use serde::{Deserialize, Serialize};

use crate::pace::{Field, Unit};

// Waitlist signup request body
#[derive(Deserialize, Serialize, Clone, Debug)]
pub struct SubscribeRequest {
    pub email: String,
}

#[derive(Deserialize, Serialize, Clone, Copy, Debug, PartialEq, Eq)]
#[serde(rename_all = "snake_case")]
pub enum SubscribeStatus {
    Subscribed,
    AlreadySubscribed,
}

#[derive(Deserialize, Serialize, Clone, Debug)]
pub struct SubscribeResponse {
    pub status: SubscribeStatus,
}

// Calculator state as the client currently shows it
#[derive(Deserialize, Serialize, Clone, Debug, Default)]
pub struct PaceRequest {
    #[serde(default)]
    pub unit: Unit,
    #[serde(default)]
    pub pace: String,
    #[serde(default)]
    pub distance: String,
    #[serde(default)]
    pub time: String,
    #[serde(default)]
    pub edited: Option<Field>,
}

// Unit toggle request - `to` is the unit being switched to
#[derive(Deserialize, Serialize, Clone, Debug)]
pub struct UnitToggleRequest {
    #[serde(default)]
    pub unit: Unit,
    pub to: Unit,
    #[serde(default)]
    pub pace: String,
    #[serde(default)]
    pub distance: String,
    #[serde(default)]
    pub time: String,
}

**ASSIGNED TASK**
The whole listing needs copying. Write it out exactly.

**TASK RESPONSE**
use serde::{Deserialize, Serialize};

use crate::pace::{Field, Unit};

// Waitlist signup request body
#[derive(Deserialize, Serialize, Clone, Debug)]
pub struct SubscribeRequest {
    pub email: String,
}

#[derive(Deserialize, Serialize, Clone, Copy, Debug, PartialEq, Eq)]
#[serde(rename_all = "snake_case")]
pub enum SubscribeStatus {
    Subscribed,
    AlreadySubscribed,
}

#[derive(Deserialize, Serialize, Clone, Debug)]
pub struct SubscribeResponse {
    pub status: SubscribeStatus,
}

// Calculator state as the client currently shows it
#[derive(Deserialize, Serialize, Clone, Debug, Default)]
pub struct PaceRequest {
    #[serde(default)]
    pub unit: Unit,
    #[serde(default)]
    pub pace: String,
    #[serde(default)]
    pub distance: String,
    #[serde(default)]
    pub time: String,
    #[serde(default)]
    pub edited: Option<Field>,
}

// Unit toggle request - `to` is the unit being switched to
#[derive(Deserialize, Serialize, Clone, Debug)]
pub struct UnitToggleRequest {
    #[serde(default)]
    pub unit: Unit,
    pub to: Unit,
    #[serde(default)]
    pub pace: String,
    #[serde(default)]
    pub distance: String,
    #[serde(default)]
    pub time: String,
}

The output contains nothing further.